The Seventh Circuit held that “[i]f state judicial proceedings are outside the scope of§ 1692f, then [plaintiff] does not have a leg to stand on.” Although the Court thus expressed doubt “that a state court motion for summary judgment — filed to collect an overdue credit card debt — could qualify as an unfair or unconscionable act under the FDCPA,” it decided to “look to the facts of this particular case before we pass judgment on [plaintiff’s] claim.”
The Seventh Circuit disagreed that filing the second motion for summary judgment after the debtor had elected arbitration violated § 1692f of the FDCPA, reasoning the “FDCPA is not an enforcement mechanism for matters governed elsewhere by state and federal law.”
The Court pointed out that the debtor “seeks to transform the FDCPA into an enforcement mechanism for the arbitration provision in his credit card agreement,” and that it had previously rejected such an approach in its decision in Beler v. Blatt, Hasenmiller, Leibsker & Moore, LLC, 480 F.3d 470 (7th Circuit 2007).

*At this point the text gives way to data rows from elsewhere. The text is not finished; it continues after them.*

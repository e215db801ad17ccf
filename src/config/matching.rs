//! Monitored-value filters.
//!
//! A filter list bounds the cardinality of free-form label values such as
//! request URIs or event-bus addresses. An empty list records every value
//! verbatim. A non-empty list records matching values (or their alias) and
//! folds everything else into [`UriFilter::OTHER`].

use regex::Regex;
use serde::Deserialize;

use super::validation::ValidationError;

/// How a [`Match`] value is compared.
#[derive(Debug, Clone, Copy, Default, PartialEq, Eq, Deserialize)]
#[serde(rename_all = "lowercase")]
pub enum MatchType {
    /// Exact string equality.
    #[default]
    Equals,
    /// Full-string regular expression match.
    Regex,
}

/// A single monitored value.
#[derive(Debug, Clone, PartialEq, Eq, Deserialize)]
pub struct Match {
    pub value: String,
    #[serde(rename = "type", default)]
    pub kind: MatchType,
    /// Label value recorded instead of the matched value.
    pub alias: Option<String>,
}

impl Match {
    pub fn equals(value: impl Into<String>) -> Self {
        Self {
            value: value.into(),
            kind: MatchType::Equals,
            alias: None,
        }
    }

    pub fn regex(value: impl Into<String>) -> Self {
        Self {
            value: value.into(),
            kind: MatchType::Regex,
            alias: None,
        }
    }

    pub fn with_alias(mut self, alias: impl Into<String>) -> Self {
        self.alias = Some(alias.into());
        self
    }
}

#[derive(Debug)]
enum Rule {
    Equals(String),
    Regex(Regex),
}

/// Compiled form of a `Match` list.
#[derive(Debug, Default)]
pub struct UriFilter {
    rules: Vec<(Rule, Option<String>)>,
}

impl UriFilter {
    /// Label value recorded for values outside a non-empty filter.
    pub const OTHER: &'static str = "*";

    /// Compile a match list. Regex values are anchored to the whole string.
    pub fn new(matches: &[Match]) -> Result<Self, ValidationError> {
        let mut rules = Vec::with_capacity(matches.len());
        for m in matches {
            let rule = match m.kind {
                MatchType::Equals => Rule::Equals(m.value.clone()),
                MatchType::Regex => {
                    let anchored = format!("^(?:{})$", m.value);
                    let re = Regex::new(&anchored).map_err(|e| ValidationError::InvalidPattern {
                        pattern: m.value.clone(),
                        reason: e.to_string(),
                    })?;
                    Rule::Regex(re)
                }
            };
            rules.push((rule, m.alias.clone()));
        }
        Ok(Self { rules })
    }

    /// True when every value is recorded verbatim.
    pub fn is_passthrough(&self) -> bool {
        self.rules.is_empty()
    }

    /// Resolve the label value recorded for `value`.
    pub fn label<'a>(&'a self, value: &'a str) -> &'a str {
        if self.rules.is_empty() {
            return value;
        }
        for (rule, alias) in &self.rules {
            let hit = match rule {
                Rule::Equals(expected) => expected == value,
                Rule::Regex(re) => re.is_match(value),
            };
            if hit {
                return alias.as_deref().unwrap_or(value);
            }
        }
        Self::OTHER
    }
}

In Beler, the plaintiff alleged that a debt collector law firm violated § 1692f of the FDCPA by trying to levy on Social Security benefits, which are exempt from execution or attachment under federal and state laws. The Court denied the claim because “both the federal and state laws implicated provided remedies for violations.”
Collector Acted Consistently with State Court Order
Finding that the debt collector acted consistently with the state court order setting a time limit to initiate arbitration, the Court concluded that filing the second motion for summary judgment was not “an unfair or unconscionable means of attempting to collect a debt under § 1692f.”
Turning to the interest rate claim, the Court rejected the debtor’s “either-or” argument that “either (1) [the debt collector] misrepresented the interest rate when it alleged 10.65% in its complaint, in violation of 15 U.S.C. § 1692e; or (2) [the debt collector] attempted to collect a debt not authorized by the agreement, in violation of 15 U.S.C. § 1692f(1).”
The Court noted that the debtor offered no evidence that the debt collector misrepresented the interest rate or attempted to collect a debt not authorized by the agreement in response to the debt collector’s motion for summary judgment. Accordingly, the Court found that “the district court properly granted summary judgment in favor of [the debt collector].”
The Seventh Circuit also rejected the debtor’s final argument that, by assuming the card issuer’s reduction of the interest rate from 13.9% to 10.65% was proper, the district court improperly drew an adverse inference against the non-moving party, reasoning that the card issuer was not a party to the lawsuit and that the inquiry at hand was the representations and collection efforts of the debt collector.
Because the debtor failed to raise a triable issue that the law firm “either misrepresented the interest rate or attempted to collect an amount not authorized by the agreement with [the card issuer],” the district court’s judgment was affirmed.